About this task: After locating the line that contains "Mat4::from_quat(self.q)" in the data below, set down exactly that line and each one after it through the line that contains "let d2 = x * x + y * y;", and nothing more.

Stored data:
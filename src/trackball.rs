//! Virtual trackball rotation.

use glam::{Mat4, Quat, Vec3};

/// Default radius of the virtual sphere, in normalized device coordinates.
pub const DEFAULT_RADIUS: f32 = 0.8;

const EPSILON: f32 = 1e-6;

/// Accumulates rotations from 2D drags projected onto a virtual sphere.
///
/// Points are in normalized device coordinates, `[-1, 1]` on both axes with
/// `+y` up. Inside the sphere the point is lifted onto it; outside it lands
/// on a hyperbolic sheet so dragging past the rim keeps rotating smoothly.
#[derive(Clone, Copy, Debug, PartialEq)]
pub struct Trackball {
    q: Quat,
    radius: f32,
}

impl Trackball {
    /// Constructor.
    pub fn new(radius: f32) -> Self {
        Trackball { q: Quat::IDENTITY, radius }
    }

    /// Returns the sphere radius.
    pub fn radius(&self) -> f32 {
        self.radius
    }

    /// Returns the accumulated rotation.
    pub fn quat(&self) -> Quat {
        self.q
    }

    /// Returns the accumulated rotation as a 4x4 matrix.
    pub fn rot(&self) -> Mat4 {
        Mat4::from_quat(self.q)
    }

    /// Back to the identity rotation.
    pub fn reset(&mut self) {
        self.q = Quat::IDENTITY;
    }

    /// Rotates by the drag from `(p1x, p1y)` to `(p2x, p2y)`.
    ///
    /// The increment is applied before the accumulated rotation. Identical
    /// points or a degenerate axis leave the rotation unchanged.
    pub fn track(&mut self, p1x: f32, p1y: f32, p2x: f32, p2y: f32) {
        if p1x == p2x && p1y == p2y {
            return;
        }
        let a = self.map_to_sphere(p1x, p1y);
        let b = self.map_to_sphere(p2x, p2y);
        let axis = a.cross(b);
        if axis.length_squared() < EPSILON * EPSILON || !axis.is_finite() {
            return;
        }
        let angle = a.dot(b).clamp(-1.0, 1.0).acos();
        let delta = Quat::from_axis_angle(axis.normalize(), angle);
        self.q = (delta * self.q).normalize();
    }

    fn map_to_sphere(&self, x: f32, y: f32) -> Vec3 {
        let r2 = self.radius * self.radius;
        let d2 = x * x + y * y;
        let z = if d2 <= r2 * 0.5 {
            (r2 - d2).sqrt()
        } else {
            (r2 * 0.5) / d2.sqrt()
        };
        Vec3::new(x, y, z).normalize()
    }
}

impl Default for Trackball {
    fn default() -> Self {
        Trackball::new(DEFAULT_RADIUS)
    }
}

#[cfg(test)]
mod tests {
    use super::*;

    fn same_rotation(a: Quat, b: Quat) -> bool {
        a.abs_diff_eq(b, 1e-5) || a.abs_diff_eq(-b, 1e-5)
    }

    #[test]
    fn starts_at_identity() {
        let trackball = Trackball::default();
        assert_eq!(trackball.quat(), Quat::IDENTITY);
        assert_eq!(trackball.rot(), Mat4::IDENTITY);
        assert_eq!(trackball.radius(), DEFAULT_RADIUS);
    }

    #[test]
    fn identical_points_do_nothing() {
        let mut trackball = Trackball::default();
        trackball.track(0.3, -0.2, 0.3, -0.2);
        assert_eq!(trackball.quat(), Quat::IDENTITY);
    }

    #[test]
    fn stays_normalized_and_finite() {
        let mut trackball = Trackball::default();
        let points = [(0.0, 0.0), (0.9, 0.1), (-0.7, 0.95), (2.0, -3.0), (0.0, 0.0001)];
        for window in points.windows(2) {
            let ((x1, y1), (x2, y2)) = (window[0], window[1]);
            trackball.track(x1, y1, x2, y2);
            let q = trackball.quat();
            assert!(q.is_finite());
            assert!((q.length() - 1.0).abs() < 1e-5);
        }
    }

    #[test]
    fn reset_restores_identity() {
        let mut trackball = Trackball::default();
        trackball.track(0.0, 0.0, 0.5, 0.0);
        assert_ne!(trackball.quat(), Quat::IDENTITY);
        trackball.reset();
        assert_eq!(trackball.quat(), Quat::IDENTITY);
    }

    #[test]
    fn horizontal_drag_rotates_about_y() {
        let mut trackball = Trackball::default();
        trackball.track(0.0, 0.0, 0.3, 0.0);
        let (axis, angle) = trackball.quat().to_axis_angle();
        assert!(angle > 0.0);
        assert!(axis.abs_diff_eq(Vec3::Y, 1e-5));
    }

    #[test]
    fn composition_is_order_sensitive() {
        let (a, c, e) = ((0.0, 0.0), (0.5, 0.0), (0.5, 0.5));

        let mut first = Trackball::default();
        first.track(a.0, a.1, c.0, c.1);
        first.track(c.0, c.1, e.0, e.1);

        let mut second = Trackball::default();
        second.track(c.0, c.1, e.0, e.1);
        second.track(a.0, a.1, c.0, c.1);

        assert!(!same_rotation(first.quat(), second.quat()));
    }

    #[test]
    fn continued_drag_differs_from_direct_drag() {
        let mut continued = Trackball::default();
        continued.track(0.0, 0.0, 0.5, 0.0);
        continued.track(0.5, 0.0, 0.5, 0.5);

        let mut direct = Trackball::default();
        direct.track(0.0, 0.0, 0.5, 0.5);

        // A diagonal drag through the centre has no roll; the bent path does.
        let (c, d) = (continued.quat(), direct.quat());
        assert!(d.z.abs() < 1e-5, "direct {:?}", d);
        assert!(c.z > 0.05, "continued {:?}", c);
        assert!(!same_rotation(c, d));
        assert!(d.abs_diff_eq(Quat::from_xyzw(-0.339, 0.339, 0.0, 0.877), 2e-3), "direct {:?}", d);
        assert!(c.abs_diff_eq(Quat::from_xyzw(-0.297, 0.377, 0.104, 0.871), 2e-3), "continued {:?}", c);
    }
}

Exercise solution:
        Mat4::from_quat(self.q)
    }

    /// Back to the identity rotation.
    pub fn reset(&mut self) {
        self.q = Quat::IDENTITY;
    }

    /// Rotates by the drag from `(p1x, p1y)` to `(p2x, p2y)`.
    ///
    /// The increment is applied before the accumulated rotation. Identical
    /// points or a degenerate axis leave the rotation unchanged.
    pub fn track(&mut self, p1x: f32, p1y: f32, p2x: f32, p2y: f32) {
        if p1x == p2x && p1y == p2y {
            return;
        }
        let a = self.map_to_sphere(p1x, p1y);
        let b = self.map_to_sphere(p2x, p2y);
        let axis = a.cross(b);
        if axis.length_squared() < EPSILON * EPSILON || !axis.is_finite() {
            return;
        }
        let angle = a.dot(b).clamp(-1.0, 1.0).acos();
        let delta = Quat::from_axis_angle(axis.normalize(), angle);
        self.q = (delta * self.q).normalize();
    }

    fn map_to_sphere(&self, x: f32, y: f32) -> Vec3 {
        let r2 = self.radius * self.radius;
        let d2 = x * x + y * y;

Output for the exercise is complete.